Una delle cose più seccanti che può capitare durante l'utilizzo
di Windows 98 o 2000 è di perdere i file. Capita più
spesso di quello che sarebbe logico aspettarsi: il drag and drop è
una grande comodità, ma spesso il dito che preme il tasto sinistro
del mouse si rilassa al momento sbagliato, e i file finiscono dentro qualche
cartella sconosciuta. Pur scocciante, la cosa sembrerebbe non destare alcun
problema: esiste il comando TROVA e sarebbe logico aspettarsi che funzionasse
a dovere. Purtroppo, non è così: esiste infatti una cartella
che funge da "triangolo delle Bermuda" per i vostri file. Tale cartella
è quella che contiene i font installati nel computer, e ha il medesimo
nome.
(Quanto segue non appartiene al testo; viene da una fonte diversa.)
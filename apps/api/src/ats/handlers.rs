//! Axum route handlers for resume analysis.

use axum::{extract::Query, Json};
use serde::{Deserialize, Serialize};

use crate::ats::keywords::{industries, keywords_for};
use crate::ats::{report, AtsReport};
use crate::errors::AppError;
use crate::models::resume::ResumeData;

#[derive(Debug, Deserialize)]
pub struct KeywordQuery {
    pub industry: Option<String>,
}

#[derive(Debug, Serialize)]
#[serde(untagged)]
pub enum KeywordResponse {
    Industries {
        industries: Vec<&'static str>,
    },
    Keywords {
        industry: &'static str,
        keywords: &'static [&'static str],
    },
}

/// POST /api/v1/score
pub async fn handle_score(Json(resume): Json<ResumeData>) -> Json<AtsReport> {
    Json(report(&resume))
}

/// GET /api/v1/keywords?industry=
/// Without `industry`, lists the industries that have suggestions.
pub async fn handle_keywords(
    Query(params): Query<KeywordQuery>,
) -> Result<Json<KeywordResponse>, AppError> {
    let Some(industry) = params.industry else {
        return Ok(Json(KeywordResponse::Industries {
            industries: industries(),
        }));
    };
    let (industry, keywords) = keywords_for(&industry)
        .ok_or_else(|| AppError::NotFound(format!("No keyword list for industry '{industry}'")))?;
    Ok(Json(KeywordResponse::Keywords { industry, keywords }))
}
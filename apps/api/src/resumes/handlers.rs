//! Axum route handlers for stored resumes.

use axum::{
    extract::{Path, State},
    http::StatusCode,
    Json,
};
use serde::Deserialize;

use crate::ats::keywords::{keyword_report, KeywordReport};
use crate::ats::{report, AtsReport};
use crate::errors::AppError;
use crate::models::resume::ResumeData;
use crate::render::{render, Document};
use crate::resumes::change_template;
use crate::state::AppState;
use crate::storage::{delete_resume, require_resume, save_resume};

#[derive(Debug, Deserialize)]
pub struct TemplateChangeRequest {
    pub template: String,
}

/// GET /api/v1/resumes
pub async fn handle_list_resumes(
    State(state): State<AppState>,
) -> Result<Json<Vec<ResumeData>>, AppError> {
    Ok(Json(state.store.load_all().await?))
}

/// GET /api/v1/resumes/new
/// A blank draft with id `"new"`; nothing is stored until it is saved.
pub async fn handle_new_resume() -> Json<ResumeData> {
    Json(ResumeData::new_draft())
}

/// POST /api/v1/resumes
pub async fn handle_save_resume(
    State(state): State<AppState>,
    Json(resume): Json<ResumeData>,
) -> Result<Json<ResumeData>, AppError> {
    let saved = save_resume(state.store.as_ref(), resume).await?;
    Ok(Json(saved))
}

/// GET /api/v1/resumes/:id
pub async fn handle_get_resume(
    State(state): State<AppState>,
    Path(id): Path<String>,
) -> Result<Json<ResumeData>, AppError> {
    Ok(Json(require_resume(state.store.as_ref(), &id).await?))
}

/// DELETE /api/v1/resumes/:id
pub async fn handle_delete_resume(
    State(state): State<AppState>,
    Path(id): Path<String>,
) -> Result<StatusCode, AppError> {
    if delete_resume(state.store.as_ref(), &id).await? {
        Ok(StatusCode::NO_CONTENT)
    } else {
        Err(AppError::NotFound(format!("Resume {id} not found")))
    }
}

/// GET /api/v1/resumes/:id/render
pub async fn handle_render_resume(
    State(state): State<AppState>,
    Path(id): Path<String>,
) -> Result<Json<Document>, AppError> {
    let resume = require_resume(state.store.as_ref(), &id).await?;
    Ok(Json(render(&resume)))
}

/// GET /api/v1/resumes/:id/score
pub async fn handle_score_resume(
    State(state): State<AppState>,
    Path(id): Path<String>,
) -> Result<Json<AtsReport>, AppError> {
    let resume = require_resume(state.store.as_ref(), &id).await?;
    Ok(Json(report(&resume)))
}

/// GET /api/v1/resumes/:id/keywords
/// Uses the resume's own `industry`.
pub async fn handle_resume_keywords(
    State(state): State<AppState>,
    Path(id): Path<String>,
) -> Result<Json<KeywordReport>, AppError> {
    let resume = require_resume(state.store.as_ref(), &id).await?;
    let industry = resume
        .industry
        .as_deref()
        .filter(|i| !i.trim().is_empty())
        .ok_or_else(|| AppError::Validation(format!("Resume {id} has no industry set")))?;
    let report = keyword_report(&resume, industry)
        .ok_or_else(|| AppError::NotFound(format!("No keyword list for industry '{industry}'")))?;
    Ok(Json(report))
}

/// PUT /api/v1/resumes/:id/template
pub async fn handle_change_template(
    State(state): State<AppState>,
    Path(id): Path<String>,
    Json(request): Json<TemplateChangeRequest>,
) -> Result<Json<ResumeData>, AppError> {
    let updated = change_template(state.store.as_ref(), &id, &request.template).await?;
    Ok(Json(updated))
}

#[cfg(test)]
mod tests {
    use super::*;
    use crate::render::TemplateId;

    async fn saved(state: &AppState, resume: ResumeData) -> ResumeData {
        let Json(saved) = handle_save_resume(State(state.clone()), Json(resume))
            .await
            .unwrap();
        saved
    }

    #[tokio::test]
    async fn test_save_then_list_and_get() {
        let state = AppState::in_memory();
        let Json(draft) = handle_new_resume().await;
        assert!(draft.is_unsaved());

        let resume = saved(&state, draft).await;
        assert!(!resume.is_unsaved());

        let Json(all) = handle_list_resumes(State(state.clone())).await.unwrap();
        assert_eq!(all, vec![resume.clone()]);

        let Json(fetched) = handle_get_resume(State(state), Path(resume.id.clone()))
            .await
            .unwrap();
        assert_eq!(fetched, resume);
    }

    #[tokio::test]
    async fn test_unknown_id_is_not_found() {
        let state = AppState::in_memory();
        let err = handle_get_resume(State(state.clone()), Path("nope".into()))
            .await
            .unwrap_err();
        assert!(matches!(err, AppError::NotFound(_)));

        let err = handle_delete_resume(State(state), Path("nope".into()))
            .await
            .unwrap_err();
        assert!(matches!(err, AppError::NotFound(_)));
    }

    #[tokio::test]
    async fn test_delete_returns_no_content() {
        let state = AppState::in_memory();
        let resume = saved(&state, ResumeData::new_draft()).await;
        let status = handle_delete_resume(State(state.clone()), Path(resume.id))
            .await
            .unwrap();
        assert_eq!(status, StatusCode::NO_CONTENT);
        let Json(all) = handle_list_resumes(State(state)).await.unwrap();
        assert!(all.is_empty());
    }

    #[tokio::test]
    async fn test_render_and_score_stored_resume() {
        let state = AppState::in_memory();
        let mut draft = ResumeData::new_draft();
        draft.template = "creative_bold".into();
        draft.personal_info.full_name = "Grace Hopper".into();
        let resume = saved(&state, draft).await;

        let Json(doc) = handle_render_resume(State(state.clone()), Path(resume.id.clone()))
            .await
            .unwrap();
        assert_eq!(doc.template, TemplateId::CreativeBold);
        assert_eq!(doc.header.name, "Grace Hopper");

        let Json(report) = handle_score_resume(State(state), Path(resume.id))
            .await
            .unwrap();
        assert_eq!(report.score, 10);
    }

    #[tokio::test]
    async fn test_keywords_need_an_industry() {
        let state = AppState::in_memory();
        let resume = saved(&state, ResumeData::new_draft()).await;
        let err = handle_resume_keywords(State(state.clone()), Path(resume.id.clone()))
            .await
            .unwrap_err();
        assert!(matches!(err, AppError::Validation(_)));

        let mut with_industry = resume;
        with_industry.industry = Some("marketing".into());
        with_industry.skills = vec!["SEO".into()];
        let resume = saved(&state, with_industry).await;
        let Json(report) = handle_resume_keywords(State(state), Path(resume.id))
            .await
            .unwrap();
        assert_eq!(report.industry, "Marketing");
        assert!(report.keywords[0].present);
    }

    #[tokio::test]
    async fn test_change_template_validates_id() {
        let state = AppState::in_memory();
        let resume = saved(&state, ResumeData::new_draft()).await;

        let err = handle_change_template(
            State(state.clone()),
            Path(resume.id.clone()),
            Json(TemplateChangeRequest {
                template: "retro".into(),
            }),
        )
        .await
        .unwrap_err();
        assert!(matches!(err, AppError::Validation(_)));

        let Json(updated) = handle_change_template(
            State(state),
            Path(resume.id),
            Json(TemplateChangeRequest {
                template: "modern_sidebar".into(),
            }),
        )
        .await
        .unwrap();
        assert_eq!(updated.template, "modern_sidebar");
    }
}
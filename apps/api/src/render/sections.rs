//! Section renderers: decide which sections exist and what they contain.
//!
//! Each renderer is a pure function of the resume. A section is `None` when
//! its backing data is empty; composers never re-check emptiness themselves.
//! Input order is display order, always.

use crate::models::resume::{is_filled, Education, ResumeData};
use crate::render::dates::{DateRange, ProgressLabel};

pub const REFERENCES_PLACEHOLDER: &str = "Available upon request";

#[derive(Debug, Clone, PartialEq)]
pub struct ExperienceItem<'a> {
    pub position: &'a str,
    pub company: &'a str,
    pub dates: DateRange,
    pub description: &'a str,
}

#[derive(Debug, Clone, PartialEq)]
pub struct EducationItem<'a> {
    pub degree: &'a str,
    pub field: &'a str,
    pub institution: &'a str,
    pub location: &'a str,
    pub gpa: &'a str,
    pub description: &'a str,
    pub dates: DateRange,
}

impl EducationItem<'_> {
    /// "Degree in Field", dropping whichever half is blank.
    pub fn qualification(&self) -> String {
        match (is_filled(self.degree), is_filled(self.field)) {
            (true, true) => format!("{} in {}", self.degree.trim(), self.field.trim()),
            (true, false) => self.degree.trim().to_string(),
            (false, true) => self.field.trim().to_string(),
            (false, false) => String::new(),
        }
    }

    /// "Institution | Location" with blanks omitted.
    pub fn place(&self, separator: &str) -> Option<String> {
        join_filled(&[self.institution, self.location], separator)
    }
}

#[derive(Debug, Clone, PartialEq)]
pub struct ProjectItem<'a> {
    pub name: &'a str,
    pub technologies: Vec<&'a str>,
    pub url: &'a str,
    pub description: &'a str,
    pub dates: DateRange,
}

#[derive(Debug, Clone, PartialEq)]
pub struct CertificationItem<'a> {
    pub name: &'a str,
    pub issuer: &'a str,
    pub date: &'a str,
    pub credential_id: &'a str,
}

#[derive(Debug, Clone, PartialEq)]
pub struct LanguageItem<'a> {
    pub name: &'a str,
    pub proficiency: &'a str,
}

#[derive(Debug, Clone, PartialEq)]
pub struct ReferenceItem<'a> {
    pub name: &'a str,
    pub title: &'a str,
    pub company: &'a str,
    pub relationship: &'a str,
    pub email: &'a str,
    pub phone: &'a str,
}

#[derive(Debug, Clone, PartialEq)]
pub enum References<'a> {
    /// Show [`REFERENCES_PLACEHOLDER`] and nothing else.
    OnRequest,
    Listed(Vec<ReferenceItem<'a>>),
}

/// Every section renderer's output for one resume, computed once per render.
#[derive(Debug, Clone, PartialEq, Default)]
pub struct SectionOutputs<'a> {
    pub summary: Option<&'a str>,
    pub experience: Option<Vec<ExperienceItem<'a>>>,
    pub education: Option<Vec<EducationItem<'a>>>,
    pub skills: Option<Vec<&'a str>>,
    pub projects: Option<Vec<ProjectItem<'a>>>,
    pub certifications: Option<Vec<CertificationItem<'a>>>,
    pub languages: Option<Vec<LanguageItem<'a>>>,
    pub references: Option<References<'a>>,
}

pub fn render_sections(resume: &ResumeData) -> SectionOutputs<'_> {
    SectionOutputs {
        summary: summary(resume),
        experience: experience(resume),
        education: education(resume),
        skills: skills(resume),
        projects: projects(resume),
        certifications: certifications(resume),
        languages: languages(resume),
        references: references(resume),
    }
}

pub fn summary(resume: &ResumeData) -> Option<&str> {
    let text = resume.summary.trim();
    (!text.is_empty()).then_some(text)
}

pub fn experience(resume: &ResumeData) -> Option<Vec<ExperienceItem<'_>>> {
    non_empty(
        resume
            .experiences
            .iter()
            .map(|e| ExperienceItem {
                position: e.position.as_str(),
                company: e.company.as_str(),
                dates: DateRange::new(&e.start_date, &e.end_date, e.current, ProgressLabel::Present),
                description: e.description.as_str(),
            })
            .collect(),
    )
}

pub fn education(resume: &ResumeData) -> Option<Vec<EducationItem<'_>>> {
    non_empty(resume.education.iter().map(education_item).collect())
}

fn education_item(e: &Education) -> EducationItem<'_> {
    EducationItem {
        degree: &e.degree,
        field: &e.field,
        institution: &e.institution,
        location: &e.location,
        gpa: &e.gpa,
        description: &e.description,
        dates: DateRange::new(&e.start_date, &e.end_date, e.current, ProgressLabel::Present),
    }
}

pub fn skills(resume: &ResumeData) -> Option<Vec<&str>> {
    non_empty(resume.skills.iter().map(String::as_str).collect())
}

pub fn projects(resume: &ResumeData) -> Option<Vec<ProjectItem<'_>>> {
    non_empty(
        resume
            .projects
            .iter()
            .map(|p| ProjectItem {
                name: &p.name,
                technologies: split_technologies(&p.technologies),
                url: &p.url,
                description: &p.description,
                dates: DateRange::new(&p.start_date, &p.end_date, p.ongoing, ProgressLabel::Ongoing),
            })
            .collect(),
    )
}

pub fn certifications(resume: &ResumeData) -> Option<Vec<CertificationItem<'_>>> {
    non_empty(
        resume
            .certifications
            .iter()
            .map(|c| CertificationItem {
                name: &c.name,
                issuer: &c.issuer,
                date: &c.date,
                credential_id: &c.credential_id,
            })
            .collect(),
    )
}

pub fn languages(resume: &ResumeData) -> Option<Vec<LanguageItem<'_>>> {
    non_empty(
        resume
            .languages
            .iter()
            .map(|l| LanguageItem {
                name: &l.name,
                proficiency: &l.proficiency,
            })
            .collect(),
    )
}

pub fn references(resume: &ResumeData) -> Option<References<'_>> {
    if resume.references_on_request {
        return Some(References::OnRequest);
    }
    non_empty(
        resume
            .references
            .iter()
            .map(|r| ReferenceItem {
                name: &r.name,
                title: &r.title,
                company: &r.company,
                relationship: &r.relationship,
                email: &r.email,
                phone: &r.phone,
            })
            .collect(),
    )
    .map(References::Listed)
}

/// Splits the comma-joined technologies field, dropping empty fragments.
pub fn split_technologies(raw: &str) -> Vec<&str> {
    raw.split(',')
        .map(str::trim)
        .filter(|t| !t.is_empty())
        .collect()
}

/// Joins the non-blank values with `separator`; `None` if all are blank.
pub fn join_filled(values: &[&str], separator: &str) -> Option<String> {
    let parts: Vec<&str> = values
        .iter()
        .map(|v| v.trim())
        .filter(|v| !v.is_empty())
        .collect();
    (!parts.is_empty()).then(|| parts.join(separator))
}

fn non_empty<T>(items: Vec<T>) -> Option<Vec<T>> {
    (!items.is_empty()).then_some(items)
}

#[cfg(test)]
mod tests {
    use super::*;
    use crate::models::resume::{Experience, Project, Reference};

    fn reference(name: &str) -> Reference {
        Reference {
            id: name.to_lowercase(),
            name: name.to_string(),
            ..Reference::default()
        }
    }

    #[test]
    fn test_empty_resume_has_no_sections() {
        let resume = ResumeData::default();
        assert_eq!(render_sections(&resume), SectionOutputs::default());
    }

    #[test]
    fn test_blank_summary_is_absent() {
        let resume = ResumeData {
            summary: "   \n".to_string(),
            ..ResumeData::default()
        };
        assert_eq!(summary(&resume), None);
    }

    #[test]
    fn test_experience_keeps_input_order_and_current_override() {
        let resume = ResumeData {
            experiences: vec![
                Experience {
                    position: "Lead".into(),
                    start_date: "2020-06".into(),
                    end_date: "2020-05".into(),
                    current: true,
                    ..Experience::default()
                },
                Experience {
                    position: "Junior".into(),
                    start_date: "2015-01".into(),
                    end_date: "2020-05".into(),
                    ..Experience::default()
                },
            ],
            ..ResumeData::default()
        };
        let items = experience(&resume).unwrap();
        assert_eq!(items[0].position, "Lead");
        assert_eq!(items[0].dates.to_string(), "2020-06 – Present");
        assert_eq!(items[1].dates.to_string(), "2015-01 – 2020-05");
    }

    #[test]
    fn test_skills_preserve_order_and_duplicates() {
        let resume = ResumeData {
            skills: vec!["B".into(), "A".into(), "C".into(), "A".into()],
            ..ResumeData::default()
        };
        assert_eq!(skills(&resume).unwrap(), vec!["B", "A", "C", "A"]);
    }

    #[test]
    fn test_project_ongoing_and_technologies() {
        let resume = ResumeData {
            projects: vec![Project {
                name: "Ferrite".into(),
                technologies: "Rust, tokio,, axum ".into(),
                start_date: "2023".into(),
                end_date: "2022".into(),
                ongoing: true,
                ..Project::default()
            }],
            ..ResumeData::default()
        };
        let items = projects(&resume).unwrap();
        assert_eq!(items[0].technologies, vec!["Rust", "tokio", "axum"]);
        assert_eq!(items[0].dates.to_string(), "2023 – Ongoing");
    }

    #[test]
    fn test_references_on_request_ignores_entries() {
        let resume = ResumeData {
            references: vec![reference("Grace")],
            references_on_request: true,
            ..ResumeData::default()
        };
        assert_eq!(references(&resume), Some(References::OnRequest));
    }

    #[test]
    fn test_references_listed_when_not_on_request() {
        let resume = ResumeData {
            references: vec![reference("Grace"), reference("Alan")],
            ..ResumeData::default()
        };
        match references(&resume) {
            Some(References::Listed(items)) => {
                assert_eq!(items.len(), 2);
                assert_eq!(items[0].name, "Grace");
            }
            other => panic!("expected listed references, got {other:?}"),
        }
    }

    #[test]
    fn test_references_absent_when_empty() {
        assert_eq!(references(&ResumeData::default()), None);
    }

    #[test]
    fn test_qualification_omits_blank_halves() {
        let mut edu = Education {
            degree: "BSc".into(),
            field: "Physics".into(),
            ..Education::default()
        };
        assert_eq!(education_item(&edu).qualification(), "BSc in Physics");
        edu.field.clear();
        assert_eq!(education_item(&edu).qualification(), "BSc");
        edu.degree.clear();
        assert_eq!(education_item(&edu).qualification(), "");
    }

    #[test]
    fn test_join_filled() {
        assert_eq!(
            join_filled(&["MIT", " ", "Cambridge"], " | ").as_deref(),
            Some("MIT | Cambridge")
        );
        assert_eq!(join_filled(&["", ""], " | "), None);
    }
}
La sua posizione è WINDOWS/FONTS. Se un file, uno qualunque,
per errore venisse spostato dalla sua posizione logica alla cartella FONTS,
sarebbe assolutamente inaccessibile al comando CERCA. Pertanto, se non riuscite
a trovare un file e siete sicuri di non averlo cancellato, provate a dare
un'occhiata alla cartella FONTS: potreste avere delle sorprese.
DAL DESKTOP AL DOS
Il buon vecchio DOS non riconosce i collegamenti alle applicazioni che vengono fatti nel desktop? Se siete nel prompt del DOS e provate a eseguire un collegamento (che ha estensione .LNK) avrete un messaggio di errore. Esiste però un sistema per rendere disponibile tale funzione anche dal DOS: basterà scrivere START "C:\FOLDER CHE CONTIENE IL COLLEGAMENTO\COLLEGAMENTO.LNK dal prompt, indicando il percorso assoluto che contiene il collegamento (per esempio C:1WINDOWS\DESKTOP\WINAP.LNK) per avere la certezza di vedere eseguito il proprio applicativo direttamente all'interno della sessione DOS.
BANDO AL SALVASCHERMO
A volte può accadere che qualcuno, in vena di scherzi e con molto tempo da perdere, si diverta ad attivare nel vostro pc la funzionalità salvaschermo, aggiungendovi, se non l'avete fatto precedentemente voi, la protezione tramite password. E' evidente che in questo caso, se il salvaschermo parte mentre state lavorando con un programma come Word o come Excel, il fatto di dover resettare il computer per poter ripartire vi comporterebbe la perdita di quasi tutto il lavoro fatto fino a quel momento. Inoltre, non potreste, all'avvio successivo, disabilitare il salvaschermo, in quanto non sareste in possesso della password. Come risolvere il problema? Una volta riavviato il pc, aprite con Notepad il file SYSTEM.INI (nella cartella WINDOWS): troverete, nel settore [BOOT], una riga che assomiglia a questa: SCRNSAVE.EXE=C:WINDOWS\SYSTEM\GEMME3-1.SCR. Cancellatela e salvate il file. Dal prossimo avvio, il salvaschermo non partirà più.
FILE .BAT ADDIO
Dev'essere successo almeno una volta a tutti: un doppio clic per errore su un file con estensione .bat e tutte le istruzioni contenute vengono inesorabilmente eseguite, a volte con notevole "pericolosità" per la salute del computer. Si può disabilitare l'esecuzione dei file .bat modificando una chiave del Registro di configurazione: andate su START/ESEGUI e digitate REGEDIT. Cercate la chiave HKEY_CLASSES_ROOT\BATFILE e cambiare il valore binario di EDITFLAG da D0 04 00 00 a 00 00 00 00, poi localizzate la chiave HKEY_CLASSES_ROOT\BATTLE\SHELL\OPEN e rinominatela RUN. Adesso, quando cliccherete per errore su un file .bat per questo non verrà più eseguito ma solo editato e stampato.